MATERIAL FOR THE TASK: Begin

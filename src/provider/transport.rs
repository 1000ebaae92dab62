//! HTTP transport seam
//!
//! Providers describe requests as plain data; a transport executes them.
//! `ReqwestTransport` talks to the network, `MockTransport` replays canned
//! responses and records what it was asked for.

use std::collections::VecDeque;
use std::sync::{Mutex, MutexGuard};
use std::time::Duration;

use async_trait::async_trait;
use reqwest::{Client, Url};

use super::DispatchFailure;

/// Outbound GET request
#[derive(Debug, Clone)]
pub struct HttpRequest {
    pub url: Url,
    pub headers: Vec<(String, String)>,
    pub timeout: Duration,
}

impl HttpRequest {
    pub fn get(url: Url, timeout: Duration) -> Self {
        Self {
            url,
            headers: Vec::new(),
            timeout,
        }
    }

    pub fn with_header(mut self, name: impl Into<String>, value: impl Into<String>) -> Self {
        self.headers.push((name.into(), value.into()));
        self
    }

    pub fn header(&self, name: &str) -> Option<&str> {
        self.headers
            .iter()
            .find(|(n, _)| n.eq_ignore_ascii_case(name))
            .map(|(_, v)| v.as_str())
    }

    /// Origin only; paths and query strings carry lookup targets and keys
    pub fn display_url(&self) -> String {
        redact(&self.url)
    }
}

/// Status and raw body of a provider response
#[derive(Debug, Clone, PartialEq, Eq)]
pub struct HttpResponse {
    pub status: u16,
    pub body: String,
}

impl HttpResponse {
    pub fn new(status: u16, body: impl Into<String>) -> Self {
        Self {
            status,
            body: body.into(),
        }
    }

    pub fn ok(body: impl Into<String>) -> Self {
        Self::new(200, body)
    }

    pub fn is_success(&self) -> bool {
        (200..300).contains(&self.status)
    }
}

#[async_trait]
pub trait HttpTransport: Send + Sync {
    async fn get(&self, request: HttpRequest) -> Result<HttpResponse, DispatchFailure>;
}

/// Build `base/segment/segment`, percent-encoding each segment
pub fn endpoint(base: &str, segments: &[&str]) -> Result<Url, DispatchFailure> {
    let mut url =
        Url::parse(base).map_err(|e| DispatchFailure::Transport(format!("Invalid base URL {}: {}", base, e)))?;
    {
        let mut path = url
            .path_segments_mut()
            .map_err(|_| DispatchFailure::Transport(format!("Base URL cannot take a path: {}", base)))?;
        path.pop_if_empty();
        for segment in segments {
            path.push(segment);
        }
    }
    Ok(url)
}

fn redact(url: &Url) -> String {
    url.origin().ascii_serialization()
}

/// reqwest-backed transport
pub struct ReqwestTransport {
    client: Client,
}

impl ReqwestTransport {
    pub fn new() -> Result<Self, DispatchFailure> {
        let client = Client::builder()
            .build()
            .map_err(|e| DispatchFailure::Transport(format!("Failed to create HTTP client: {}", e)))?;
        Ok(Self { client })
    }
}

#[async_trait]
impl HttpTransport for ReqwestTransport {
    async fn get(&self, request: HttpRequest) -> Result<HttpResponse, DispatchFailure> {
        let mut builder = self.client.get(request.url.clone()).timeout(request.timeout);
        for (name, value) in &request.headers {
            builder = builder.header(name, value);
        }

        // URLs can carry credentials, so they are stripped from errors
        let response = builder
            .send()
            .await
            .map_err(|e| DispatchFailure::Transport(format!("Request failed: {}", e.without_url())))?;

        let status = response.status().as_u16();
        let body = response
            .text()
            .await
            .map_err(|e| DispatchFailure::Transport(format!("Failed to read body: {}", e.without_url())))?;

        log::debug!("GET {} -> {} ({} bytes)", request.display_url(), status, body.len());
        Ok(HttpResponse { status, body })
    }
}

/// Transport that replays scripted responses in order
#[derive(Default)]
pub struct MockTransport {
    responses: Mutex<VecDeque<Result<HttpResponse, DispatchFailure>>>,
    requests: Mutex<Vec<HttpRequest>>,
    delay: Option<Duration>,
}

impl MockTransport {
    pub fn new() -> Self {
        Self::default()
    }

    /// Queue a response
    pub fn with_response(self, response: HttpResponse) -> Self {
        lock(&self.responses).push_back(Ok(response));
        self
    }

    /// Queue a transport failure
    pub fn with_failure(self, failure: DispatchFailure) -> Self {
        lock(&self.responses).push_back(Err(failure));
        self
    }

    /// Sleep before answering each request
    pub fn with_delay(mut self, delay: Duration) -> Self {
        self.delay = Some(delay);
        self
    }

    /// Requests seen so far
    pub fn requests(&self) -> Vec<HttpRequest> {
        lock(&self.requests).clone()
    }

    pub fn call_count(&self) -> usize {
        lock(&self.requests).len()
    }
}

#[async_trait]
impl HttpTransport for MockTransport {
    async fn get(&self, request: HttpRequest) -> Result<HttpResponse, DispatchFailure> {
        lock(&self.requests).push(request);
        if let Some(delay) = self.delay {
            tokio::time::sleep(delay).await;
        }
        lock(&self.responses)
            .pop_front()
            .unwrap_or_else(|| Err(DispatchFailure::Transport("No scripted response".to_string())))
    }
}

fn lock<T>(mutex: &Mutex<T>) -> MutexGuard<'_, T> {
    mutex.lock().unwrap_or_else(|poisoned| poisoned.into_inner())
}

MATERIAL FOR THE TASK: End

### WORK TO BE COMPLETED
In the listing above, find the line with "if let Some(delay)" and set down that line and all after it exactly, through the final line.

### ANSWER TO THE PROBLEM
        if let Some(delay) = self.delay {
            tokio::time::sleep(delay).await;
        }
        lock(&self.responses)
            .pop_front()
            .unwrap_or_else(|| Err(DispatchFailure::Transport("No scripted response".to_string())))
    }
}

fn lock<T>(mutex: &Mutex<T>) -> MutexGuard<'_, T> {
    mutex.lock().unwrap_or_else(|poisoned| poisoned.into_inner())
}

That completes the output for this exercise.